**Problem:** Search the material for the string "browser" and copy each line where it occurs.

**Material to process:**

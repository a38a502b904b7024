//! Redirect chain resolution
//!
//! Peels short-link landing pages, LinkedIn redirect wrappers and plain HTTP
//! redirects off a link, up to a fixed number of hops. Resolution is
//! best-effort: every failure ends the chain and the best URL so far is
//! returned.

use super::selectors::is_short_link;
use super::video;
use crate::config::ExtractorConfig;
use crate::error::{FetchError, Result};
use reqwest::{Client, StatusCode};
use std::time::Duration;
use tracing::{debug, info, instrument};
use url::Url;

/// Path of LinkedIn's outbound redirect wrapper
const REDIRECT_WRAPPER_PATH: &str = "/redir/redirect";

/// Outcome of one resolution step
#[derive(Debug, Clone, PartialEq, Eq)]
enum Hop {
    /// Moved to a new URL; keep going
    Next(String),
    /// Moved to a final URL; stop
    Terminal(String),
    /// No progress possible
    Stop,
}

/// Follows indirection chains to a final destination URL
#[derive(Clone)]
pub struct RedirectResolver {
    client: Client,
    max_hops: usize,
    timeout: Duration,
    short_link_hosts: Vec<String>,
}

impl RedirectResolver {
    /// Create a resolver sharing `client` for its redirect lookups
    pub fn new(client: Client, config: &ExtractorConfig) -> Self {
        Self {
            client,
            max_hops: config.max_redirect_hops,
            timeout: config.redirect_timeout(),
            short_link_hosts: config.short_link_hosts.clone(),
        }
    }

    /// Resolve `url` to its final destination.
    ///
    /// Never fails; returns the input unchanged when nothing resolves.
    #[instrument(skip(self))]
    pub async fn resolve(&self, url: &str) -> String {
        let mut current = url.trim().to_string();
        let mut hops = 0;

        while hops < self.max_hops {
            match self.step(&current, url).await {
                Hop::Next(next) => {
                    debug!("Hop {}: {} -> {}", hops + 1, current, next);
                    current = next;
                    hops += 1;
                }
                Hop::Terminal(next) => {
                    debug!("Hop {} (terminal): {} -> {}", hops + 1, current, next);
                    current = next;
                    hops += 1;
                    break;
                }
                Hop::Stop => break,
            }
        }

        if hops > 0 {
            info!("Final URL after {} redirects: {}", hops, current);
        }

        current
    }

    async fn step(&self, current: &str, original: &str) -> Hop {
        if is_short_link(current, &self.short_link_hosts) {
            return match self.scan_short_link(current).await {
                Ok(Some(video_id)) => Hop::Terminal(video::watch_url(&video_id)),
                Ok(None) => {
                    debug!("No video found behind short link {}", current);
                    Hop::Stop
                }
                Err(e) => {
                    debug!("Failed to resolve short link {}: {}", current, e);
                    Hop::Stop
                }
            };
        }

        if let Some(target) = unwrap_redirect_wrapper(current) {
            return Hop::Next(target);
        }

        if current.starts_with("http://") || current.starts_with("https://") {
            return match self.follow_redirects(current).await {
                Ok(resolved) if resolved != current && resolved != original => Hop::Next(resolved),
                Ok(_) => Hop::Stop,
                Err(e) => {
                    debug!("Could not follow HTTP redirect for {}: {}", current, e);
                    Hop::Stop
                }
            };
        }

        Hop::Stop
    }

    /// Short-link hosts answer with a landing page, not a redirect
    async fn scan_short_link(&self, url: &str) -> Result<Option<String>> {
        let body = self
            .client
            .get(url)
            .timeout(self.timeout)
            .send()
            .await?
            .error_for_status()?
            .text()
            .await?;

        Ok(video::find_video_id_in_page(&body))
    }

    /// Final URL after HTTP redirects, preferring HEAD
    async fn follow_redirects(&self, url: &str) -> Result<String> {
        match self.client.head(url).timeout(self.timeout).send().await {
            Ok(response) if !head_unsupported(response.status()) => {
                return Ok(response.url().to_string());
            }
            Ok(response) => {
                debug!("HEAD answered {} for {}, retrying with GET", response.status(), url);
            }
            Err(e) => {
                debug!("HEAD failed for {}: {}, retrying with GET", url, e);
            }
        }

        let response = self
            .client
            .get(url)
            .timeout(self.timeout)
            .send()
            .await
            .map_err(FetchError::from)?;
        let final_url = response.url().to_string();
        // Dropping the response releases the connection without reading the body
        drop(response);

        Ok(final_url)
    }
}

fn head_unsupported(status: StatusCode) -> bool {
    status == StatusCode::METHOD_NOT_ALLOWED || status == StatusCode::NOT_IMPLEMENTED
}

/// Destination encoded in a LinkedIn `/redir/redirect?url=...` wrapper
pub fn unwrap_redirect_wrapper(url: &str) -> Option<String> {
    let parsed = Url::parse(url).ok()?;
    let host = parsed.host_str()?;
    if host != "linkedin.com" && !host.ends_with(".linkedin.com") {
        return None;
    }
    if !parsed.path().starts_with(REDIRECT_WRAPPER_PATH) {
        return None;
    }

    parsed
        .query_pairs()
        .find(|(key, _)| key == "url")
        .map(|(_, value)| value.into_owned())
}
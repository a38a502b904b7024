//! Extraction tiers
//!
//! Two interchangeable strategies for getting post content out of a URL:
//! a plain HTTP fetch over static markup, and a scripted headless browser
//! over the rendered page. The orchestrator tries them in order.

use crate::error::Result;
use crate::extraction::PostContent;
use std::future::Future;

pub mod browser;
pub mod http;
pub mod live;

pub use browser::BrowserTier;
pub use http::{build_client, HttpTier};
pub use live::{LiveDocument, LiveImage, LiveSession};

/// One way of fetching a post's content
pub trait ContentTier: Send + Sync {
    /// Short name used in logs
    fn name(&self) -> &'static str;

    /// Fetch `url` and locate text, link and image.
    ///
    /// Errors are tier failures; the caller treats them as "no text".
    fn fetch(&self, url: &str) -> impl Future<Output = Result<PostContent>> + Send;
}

**Reply to the exercise:**
//! a plain HTTP fetch over static markup, and a scripted headless browser
pub mod browser;
pub use browser::BrowserTier;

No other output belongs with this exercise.